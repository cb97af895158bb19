// ==========================================
// 便利店智能补货系统 - 配置管理器
// ==========================================
// 依据: Prediction_Engine_Specs_v1.2.md - 11. 配置项全集
// ==========================================
// 职责: 在代码内默认值之上套用 config_kv 表覆写,产出冻结的 EngineConfig
// 红线: 引擎运行期不回读 config_kv,配置随批次构造一次
// ==========================================

use crate::config::engine_config::EngineConfig;
use crate::db::open_sqlite_connection;
use rusqlite::{params, Connection};
use std::collections::HashMap;
use std::error::Error;
use std::sync::{Arc, Mutex};
use tracing::warn;

/// config_kv 中整份配置覆写的键
pub const FULL_CONFIG_KEY: &str = "engine_config/json";

// ==========================================
// ConfigManager - 配置管理器
// ==========================================
pub struct ConfigManager {
    conn: Arc<Mutex<Connection>>,
}

impl ConfigManager {
    /// 创建新的 ConfigManager 实例
    ///
    /// # 参数
    /// - db_path: 数据库文件路径
    pub fn new(db_path: &str) -> Result<Self, Box<dyn Error>> {
        let conn = open_sqlite_connection(db_path)?;
        Ok(Self {
            conn: Arc::new(Mutex::new(conn)),
        })
    }

    /// 从已有连接创建 ConfigManager
    ///
    /// 说明：为保证连接行为一致,会对传入连接再次应用统一 PRAGMA（幂等）。
    pub fn from_connection(conn: Arc<Mutex<Connection>>) -> Result<Self, Box<dyn Error>> {
        {
            let conn_guard = conn.lock().map_err(|e| format!("锁获取失败: {}", e))?;
            crate::db::configure_sqlite_connection(&conn_guard)?;
        }
        Ok(Self { conn })
    }

    /// 从 config_kv 表读取配置值（scope_id='global'）
    fn get_config_value(&self, key: &str) -> Result<Option<String>, Box<dyn Error>> {
        let conn = self.conn.lock().map_err(|e| format!("锁获取失败: {}", e))?;

        let result = conn.query_row(
            "SELECT value FROM config_kv WHERE scope_id = 'global' AND key = ?1",
            params![key],
            |row| row.get::<_, String>(0),
        );

        match result {
            Ok(value) => Ok(Some(value)),
            Err(rusqlite::Error::QueryReturnedNoRows) => Ok(None),
            Err(e) => Err(Box::new(e)),
        }
    }

    /// 加载引擎配置: 默认值 → 整份 JSON 覆写 → 标量键覆写
    ///
    /// # 说明
    /// - config_kv 表不存在时直接返回默认配置（新库可零配置启动）
    /// - 无法解析的覆写值告警后忽略,不中断批次
    pub fn load_engine_config(&self) -> Result<EngineConfig, Box<dyn Error>> {
        let mut config = EngineConfig::default();

        if !self.has_config_table()? {
            return Ok(config);
        }

        // 1. 整份 JSON 覆写
        if let Some(raw) = self.get_config_value(FULL_CONFIG_KEY)? {
            match serde_json::from_str::<EngineConfig>(&raw) {
                Ok(full) => config = full,
                Err(e) => warn!("engine_config/json 解析失败,忽略整份覆写: {}", e),
            }
        }

        // 2. 标量键覆写（高频调参键）
        self.apply_scalar_override(&mut config.demand.window_days, "demand/window_days")?;
        self.apply_scalar_override(
            &mut config.coefficient.compound_floor_ratio,
            "coefficient/compound_floor_ratio",
        )?;
        self.apply_scalar_override(
            &mut config.category.tobacco_max_stock,
            "category/tobacco_max_stock",
        )?;
        self.apply_scalar_override(
            &mut config.solver.overstock_days_supply,
            "solver/overstock_days_supply",
        )?;
        self.apply_scalar_override(&mut config.ensemble.blend_weight, "ensemble/blend_weight")?;
        self.apply_bool_override(&mut config.ensemble.enabled, "ensemble/enabled")?;
        self.apply_bool_override(&mut config.feedback.enabled, "feedback/enabled")?;

        if let Some(v) = self.get_config_value("config_version")? {
            config.config_version = v;
        }

        Ok(config)
    }

    /// 获取所有配置的快照（JSON格式）
    ///
    /// # 用途
    /// - 随预测批次留存,保证决策可复现
    pub fn get_config_snapshot(&self) -> Result<String, Box<dyn Error>> {
        if !self.has_config_table()? {
            return Ok("{}".to_string());
        }

        let conn = self.conn.lock().map_err(|e| format!("锁获取失败: {}", e))?;

        let mut stmt = conn
            .prepare("SELECT key, value FROM config_kv WHERE scope_id = 'global' ORDER BY key")?;

        let mut config_map: HashMap<String, String> = HashMap::new();
        let rows = stmt.query_map([], |row| {
            Ok((row.get::<_, String>(0)?, row.get::<_, String>(1)?))
        })?;
        for row in rows {
            let (k, v) = row?;
            config_map.insert(k, v);
        }

        Ok(serde_json::to_string(&config_map)?)
    }

    // ==========================================
    // 内部辅助
    // ==========================================

    fn has_config_table(&self) -> Result<bool, Box<dyn Error>> {
        let conn = self.conn.lock().map_err(|e| format!("锁获取失败: {}", e))?;
        let exists = conn
            .query_row(
                "SELECT 1 FROM sqlite_master WHERE type='table' AND name='config_kv' LIMIT 1",
                [],
                |_row| Ok(true),
            )
            .unwrap_or(false);
        Ok(exists)
    }

    fn apply_scalar_override<T: std::str::FromStr>(
        &self,
        target: &mut T,
        key: &str,
    ) -> Result<(), Box<dyn Error>> {
        if let Some(raw) = self.get_config_value(key)? {
            match raw.parse::<T>() {
                Ok(v) => *target = v,
                Err(_) => warn!("配置键 {} 的值 '{}' 无法解析,保留默认", key, raw),
            }
        }
        Ok(())
    }

    fn apply_bool_override(&self, target: &mut bool, key: &str) -> Result<(), Box<dyn Error>> {
        if let Some(raw) = self.get_config_value(key)? {
            match raw.trim() {
                "1" | "true" | "TRUE" => *target = true,
                "0" | "false" | "FALSE" => *target = false,
                other => warn!("配置键 {} 的值 '{}' 无法解析为布尔,保留默认", key, other),
            }
        }
        Ok(())
    }
}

◆ TASK TO COMPLETE: Above are some records. Copy each of their lines that holds the string "ConfigManager".

◆ TASK SOLUTION:
// ConfigManager - 配置管理器
pub struct ConfigManager {
impl ConfigManager {
    /// 创建新的 ConfigManager 实例
    /// 从已有连接创建 ConfigManager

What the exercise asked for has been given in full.